The following is a reflection prepared by Jimmy Haubert, a fellow living in the Little Village Community. Jimmy serves at Erie Family Health Center at Johnson Elementary this year. The Little Village Community hosted two college immersion service trips this winter and he shares a little bit about their experience with the most recent group.
Let’s face it. Explaining to people why you chose to live a year of solidarity with those you serve, how you manage to do so, and where you find your motivation when the going gets tough is hard. Sometimes I feel as though the only way to express truly the answers to these questions is a simplified “You’d have to experience it yourself.” That’s where immersion groups come in! Every year, each Amate House community hosts two different groups of university students looking to gain a greater insight into the life of an Amate House fellow. Ranging from college freshmen to graduate students, these groups spend a week living in one of our Amate homes – volunteering at different sites throughout the week, sharing meals with us, and reflecting on their own experience.
Earlier in the year, our Little Village community hosted students from the University of Dayton, and this past week we welcomed students from St. Mary’s Parish at the University of Michigan. Adam, Mary-Catherine, Julia, and Tiffany visited various service sites in Chicago to learn more about the organizations’ purposes and missions, as well as to spend the day volunteering. Here are some of the places they went!
St. James Catholic Church Food Pantry: One of largest food pantries in Chicago, St. James food pantry serves residents facing high levels of unemployment and increasing scarcity of affordable housing. The volunteers spent the day processing donations, packing food, and organizing distribution. This is also an Amate House service site this year.

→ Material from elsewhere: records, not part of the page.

pub mod calculator;

pub use calculator::PrayerCalculator;
use thiserror::Error;

/// Failures of the schedule core. Everything above the core uses `anyhow`.
#[derive(Debug, Clone, PartialEq, Eq, Error)]
pub enum ScheduleError {
    #[error("invalid prayer schedule: {0}")]
    InvalidSchedule(String),

    /// The countdown target resolved to an instant in the past. Indicates a
    /// bug in next-prayer resolution, never bad user input.
    #[error("countdown target {target} is before now ({now})")]
    ElapsedTarget {
        target: chrono::NaiveDateTime,
        now: chrono::NaiveDateTime,
    },
}

impl ScheduleError {
    pub(crate) fn invalid(msg: impl Into<String>) -> Self {
        ScheduleError::InvalidSchedule(msg.into())
    }
}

Port Ministries: Port Ministries offers free services and resources to south-side Chicago residents so they can better themselves and their families while strengthening the community. The volunteers assisted with their after-school tutoring program for elementary school students who live in the Back of the Yards neighborhood.
Misericordia: A massive facility in northern Chicago, Misericordia offers a community of care for persons with mild to profound developmental disabilities, many of whom are physically challenged as well. The volunteers spent the day interacting with residents and helping out at different facilities on campus.
Of course, our life at Amate House is not solely about service. It is about community, too. Living in community allows us to affirm our intentionality in our work, as well as share our trials and our triumphs with those who we live with. We welcomed our immersion group to experience the joy of our Little Village community. Every night we shared wholesome, home-cooked meals, prayed together, and shared our reflections on our days of service. We shared a meditative spirituality night, and even got caught up in a fun word-association game called Codenames!
As a parting gift, Adam, Mary-Catherine, Tiffany, and Julia left us a thank-you card, thanking us for our hospitality and a chance to experience a week-in-the-life of an Amate House Volunteer. But I would like to share a parting thank you to them:
Thank you, thank you for giving of yourselves to be the voice for those in Chicago who have none to stand for them. Thank you for embracing Amate House’s mission and vision of love, and revitalizing our community with your perspectives and prayers. Thank you for blessing us with your presence in our community.